* _Data for processing_

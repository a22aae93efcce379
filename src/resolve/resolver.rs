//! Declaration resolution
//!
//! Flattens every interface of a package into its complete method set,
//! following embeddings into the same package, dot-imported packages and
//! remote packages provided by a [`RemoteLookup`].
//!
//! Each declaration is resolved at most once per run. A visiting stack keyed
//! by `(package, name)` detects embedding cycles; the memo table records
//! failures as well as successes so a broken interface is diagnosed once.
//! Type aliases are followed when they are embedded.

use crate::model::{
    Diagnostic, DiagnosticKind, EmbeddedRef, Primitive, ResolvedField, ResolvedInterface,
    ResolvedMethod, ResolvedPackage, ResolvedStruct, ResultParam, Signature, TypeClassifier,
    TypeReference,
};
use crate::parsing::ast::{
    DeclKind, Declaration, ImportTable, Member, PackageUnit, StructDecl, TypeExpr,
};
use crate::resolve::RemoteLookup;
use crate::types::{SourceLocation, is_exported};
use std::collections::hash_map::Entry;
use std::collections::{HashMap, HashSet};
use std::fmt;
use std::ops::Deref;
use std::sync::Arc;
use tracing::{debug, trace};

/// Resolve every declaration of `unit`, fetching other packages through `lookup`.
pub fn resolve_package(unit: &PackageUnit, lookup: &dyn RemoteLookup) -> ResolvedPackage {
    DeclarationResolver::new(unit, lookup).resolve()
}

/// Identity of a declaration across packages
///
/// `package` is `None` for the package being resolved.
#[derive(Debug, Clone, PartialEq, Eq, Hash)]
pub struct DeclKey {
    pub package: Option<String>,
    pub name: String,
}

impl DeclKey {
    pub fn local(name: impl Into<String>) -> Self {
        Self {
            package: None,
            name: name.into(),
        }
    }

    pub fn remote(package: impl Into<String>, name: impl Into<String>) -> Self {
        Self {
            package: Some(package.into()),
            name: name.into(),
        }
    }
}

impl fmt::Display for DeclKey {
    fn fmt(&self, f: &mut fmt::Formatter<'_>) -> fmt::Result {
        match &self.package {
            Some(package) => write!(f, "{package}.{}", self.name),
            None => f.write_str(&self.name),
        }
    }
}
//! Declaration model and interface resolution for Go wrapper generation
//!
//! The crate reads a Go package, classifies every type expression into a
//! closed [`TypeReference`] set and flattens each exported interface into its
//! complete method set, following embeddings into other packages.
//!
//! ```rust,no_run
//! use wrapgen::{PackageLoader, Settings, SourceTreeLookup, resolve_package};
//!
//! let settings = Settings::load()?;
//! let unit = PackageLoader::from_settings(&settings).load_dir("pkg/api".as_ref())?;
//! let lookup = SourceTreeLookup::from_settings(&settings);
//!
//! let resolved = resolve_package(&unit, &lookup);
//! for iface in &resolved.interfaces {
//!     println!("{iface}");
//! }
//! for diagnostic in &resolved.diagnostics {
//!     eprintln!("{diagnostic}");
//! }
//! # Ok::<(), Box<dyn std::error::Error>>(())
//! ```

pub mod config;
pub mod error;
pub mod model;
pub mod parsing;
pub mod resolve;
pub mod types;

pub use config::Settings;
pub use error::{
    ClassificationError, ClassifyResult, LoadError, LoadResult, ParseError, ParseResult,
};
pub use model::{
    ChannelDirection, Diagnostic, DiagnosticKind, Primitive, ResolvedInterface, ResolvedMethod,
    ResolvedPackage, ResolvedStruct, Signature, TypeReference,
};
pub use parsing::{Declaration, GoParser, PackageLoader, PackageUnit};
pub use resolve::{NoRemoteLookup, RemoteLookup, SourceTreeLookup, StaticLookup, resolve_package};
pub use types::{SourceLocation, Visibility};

---

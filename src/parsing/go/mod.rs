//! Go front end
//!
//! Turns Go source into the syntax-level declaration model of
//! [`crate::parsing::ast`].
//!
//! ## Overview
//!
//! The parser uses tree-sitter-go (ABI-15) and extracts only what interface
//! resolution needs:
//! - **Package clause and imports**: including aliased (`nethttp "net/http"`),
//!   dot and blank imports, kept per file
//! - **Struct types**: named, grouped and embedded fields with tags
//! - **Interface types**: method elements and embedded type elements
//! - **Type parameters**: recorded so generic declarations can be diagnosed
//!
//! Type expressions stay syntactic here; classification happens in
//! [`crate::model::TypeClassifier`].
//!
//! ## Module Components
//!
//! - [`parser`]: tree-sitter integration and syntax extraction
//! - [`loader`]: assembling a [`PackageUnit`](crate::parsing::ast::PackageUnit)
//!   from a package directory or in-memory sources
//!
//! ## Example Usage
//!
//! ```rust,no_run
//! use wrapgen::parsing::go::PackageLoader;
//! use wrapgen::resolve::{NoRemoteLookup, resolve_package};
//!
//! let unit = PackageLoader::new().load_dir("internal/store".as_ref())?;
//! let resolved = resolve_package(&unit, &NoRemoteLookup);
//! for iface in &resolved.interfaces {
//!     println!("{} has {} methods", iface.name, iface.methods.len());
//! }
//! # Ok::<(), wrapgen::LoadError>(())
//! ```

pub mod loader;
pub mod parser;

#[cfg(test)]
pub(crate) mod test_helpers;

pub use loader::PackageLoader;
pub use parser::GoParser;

* _Your task_
Look through the entries above. Copy out every line holding the word "embeddings".

* _Written answer_
//! following embeddings into the same package, dot-imported packages and
//! complete method set, following embeddings into other packages.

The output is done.